А ведь тогда, кроме всего прочего, мне сразу дали понять, что я «невыездной»... И вот с этого момента я знал, что не смогу выехать не только за рубеж, но даже в Москву на какой-нибудь фестиваль. Только Латвия. А та же зарубежная публика для артиста балета все-таки очень важна. Без ложной скромности скажу, что меня все-таки считали в лучшей десятке или даже пятерке. Во всяком случае, когда был знаменитый московский конкурс балета, меня туда выбрали в числе лучших парней-танцовщиков. Среди них был и Михаил Барышников, и Михаил Лавровский. Кроме того, меня интересовал западный репертуар. Одно дело все время танцевать классические постановки в балете. Другое дело, великий Джордж Баланчин — можно было только мечтать, чтобы танцевать его хореографию.
Не жалею нисколько, что уехал. Я никогда бы не получил в Советской Латвии того, что получил на Западе. Во-первых, перетанцевал с лучшими балеринами моего и старшего поколения. Достаточно упомянуть Наталию Макарову, с которой танцевал «Лебединое озеро». Выступал на лучших сценах Канады и Америки, в Японии, уж не говоря о Норвегии, Франции, Италии и т.д. Мог самостоятельно принимать предложения. Вот, например, American Ballet Theatre — одна из ведущих балетных компаний мира. К моменту моего отъезда на Запад там, кстати, уже работал Барышников. Потом он даже стал руководителем American Ballet Theatre. Уже после меня туда поехал и Александр Годунов. Я туда пришел и предложил свой талант...
— В любом случае, очень рад, что я снова на своей исторической родине, где родился — мой первый дом находился на маленькой улочке Дайнас, это рядышком с Кришьяна Барона, позднее там рядом построили огромное здание Дворца спорта. Следующим моим рижским адресом была улица Лачплеша, недалеко от Авоту. А последним адресом в Риге была улица Янки Купалы (ныне Виландес — Прим. Rus.lsm.lv).
— Вы, столько лет проживший на Западе, как сейчас оцениваете родную Латвию, которая как раз только что отметила 25-летие со дня восстановления независимости де-факто?

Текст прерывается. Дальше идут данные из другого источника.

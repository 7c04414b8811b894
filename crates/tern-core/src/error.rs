use std::fmt;

/// Check the operand count a builtin received, returning `TernError::Arity` on mismatch.
///
/// # Forms
///
/// ```ignore
/// check_arity!(n, "array-get", 2);    // exactly 2
/// check_arity!(n, "-", 1..);          // 1 or more
/// ```
#[macro_export]
macro_rules! check_arity {
    ($n:expr, $name:expr, $exact:literal) => {
        if $n != $exact {
            return Err($crate::TernError::arity($name, stringify!($exact), $n));
        }
    };
    ($n:expr, $name:expr, $lo:literal ..) => {
        if $n < $lo {
            return Err($crate::TernError::arity(
                $name,
                concat!(stringify!($lo), "+"),
                $n,
            ));
        }
    };
}

/// A 1-based source position.
#[derive(Debug, Clone, Copy, PartialEq, Eq, Default)]
pub struct Span {
    pub line: usize,
    pub col: usize,
}

impl Span {
    pub fn new(line: usize, col: usize) -> Self {
        Span { line, col }
    }
}

impl fmt::Display for Span {
    fn fmt(&self, f: &mut fmt::Formatter<'_>) -> fmt::Result {
        write!(f, "{}:{}", self.line, self.col)
    }
}

#[derive(Debug, Clone, PartialEq, thiserror::Error)]
pub enum TernError {
    #[error("Lex error at {span}: {message}")]
    Lex { message: String, span: Span },

    #[error("Read error at {span}: {message}")]
    Read { message: String, span: Span },

    #[error("Compile error: {0}")]
    Compile(String),

    #[error("Type error: expected {expected}, got {got}")]
    Type { expected: String, got: String },

    #[error("Unbound variable: {0}")]
    Unbound(String),

    #[error("Arity error: {name} expects {expected} args, got {got}")]
    Arity {
        name: String,
        expected: String,
        got: usize,
    },

    #[error("Index out of bounds: index {index}, length {len}")]
    IndexOutOfBounds { index: i64, len: usize },

    #[error("Division by zero")]
    DivisionByZero,

    #[error("Stack underflow in {0}")]
    StackUnderflow(&'static str),

    #[error("Jump target {target} outside code block of length {len}")]
    InvalidJump { target: u64, len: usize },

    #[error("Not a cons cell: {0}")]
    NotCons(String),

    #[error("Unsupported operation: {0}")]
    Unsupported(String),

    #[error("Codec error: {0}")]
    Codec(String),

    #[error("IO error: {0}")]
    Io(String),
}

impl TernError {
    pub fn lex(message: impl Into<String>, span: Span) -> Self {
        TernError::Lex {
            message: message.into(),
            span,
        }
    }

    pub fn read(message: impl Into<String>, span: Span) -> Self {
        TernError::Read {
            message: message.into(),
            span,
        }
    }

    pub fn compile(msg: impl Into<String>) -> Self {
        TernError::Compile(msg.into())
    }

    pub fn codec(msg: impl Into<String>) -> Self {
        TernError::Codec(msg.into())
    }

    pub fn type_error(expected: impl Into<String>, got: impl Into<String>) -> Self {
        TernError::Type {
            expected: expected.into(),
            got: got.into(),
        }
    }

    pub fn arity(name: impl Into<String>, expected: impl Into<String>, got: usize) -> Self {
        TernError::Arity {
            name: name.into(),
            expected: expected.into(),
            got,
        }
    }

    /// True for errors raised while executing code, as opposed to
    /// errors from the lexer, reader, compiler or codec.
    pub fn is_escape(&self) -> bool {
        matches!(
            self,
            TernError::Type { .. }
                | TernError::Unbound(_)
                | TernError::Arity { .. }
                | TernError::IndexOutOfBounds { .. }
                | TernError::DivisionByZero
                | TernError::StackUnderflow(_)
                | TernError::InvalidJump { .. }
                | TernError::NotCons(_)
                | TernError::Unsupported(_)
        )
    }
}

impl From<std::io::Error> for TernError {
    fn from(err: std::io::Error) -> Self {
        TernError::Io(err.to_string())
    }
}

pub type Result<T> = std::result::Result<T, TernError>;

— Рад, что страна живет и развивается, как-то старается решать свои проблемки. Одно меня как-то смущает — это то, что мало людей в городе. Но может, это просто лето, все разъехались по дачам и курортам? Хотя в Старой Риге, конечно же, народу много — преимущественно туристы.
Ну, еще всю улицу Бривибас из-за ремонта дороги перекопали, так что мы в город выезжаем редко, чтобы не стоять в пробках, но если надо — на электричке. Хотя недавно был случай, поехали мы на машине через Царникаву, и там вдруг было столько народа! Казалось, со всего света съехались люди — это, оказывается, был праздник миноги.
Но в Берлине, кстати, мы уже периодически слышим латышскую речь. Многие приезжают из молодежи сюда учиться — кто-то получает знания и потом возвращается домой, но, как я знаю, многие и остаются и потом исчезают, кто куда. Хотя большинство из латвийцев, я слышал, оседает в северных странах — в частности, в Северной Ирландии.
А еще, кстати, вспоминаю случай, когда я был на Мадейре, так и там вдруг с изумлением услышал латышскую речь. Мне это напомнило мне давнишнее удивление, когда в советские годы с Большим театром вылетали на гастроли за рубеж и вдруг в метро я услышал латышскую речь — это было большое впечатление для меня, молодого.
— У вас по-прежнему своя балетная школа в Берлине?
— Да, именно поэтому я в Латвии только до 5 сентября, а потом уже буду вновь в столице Германии, надо все-таки открывать понемногу новый учебный год. Надеюсь, все будет хорошо, и мы вновь встретимся через год.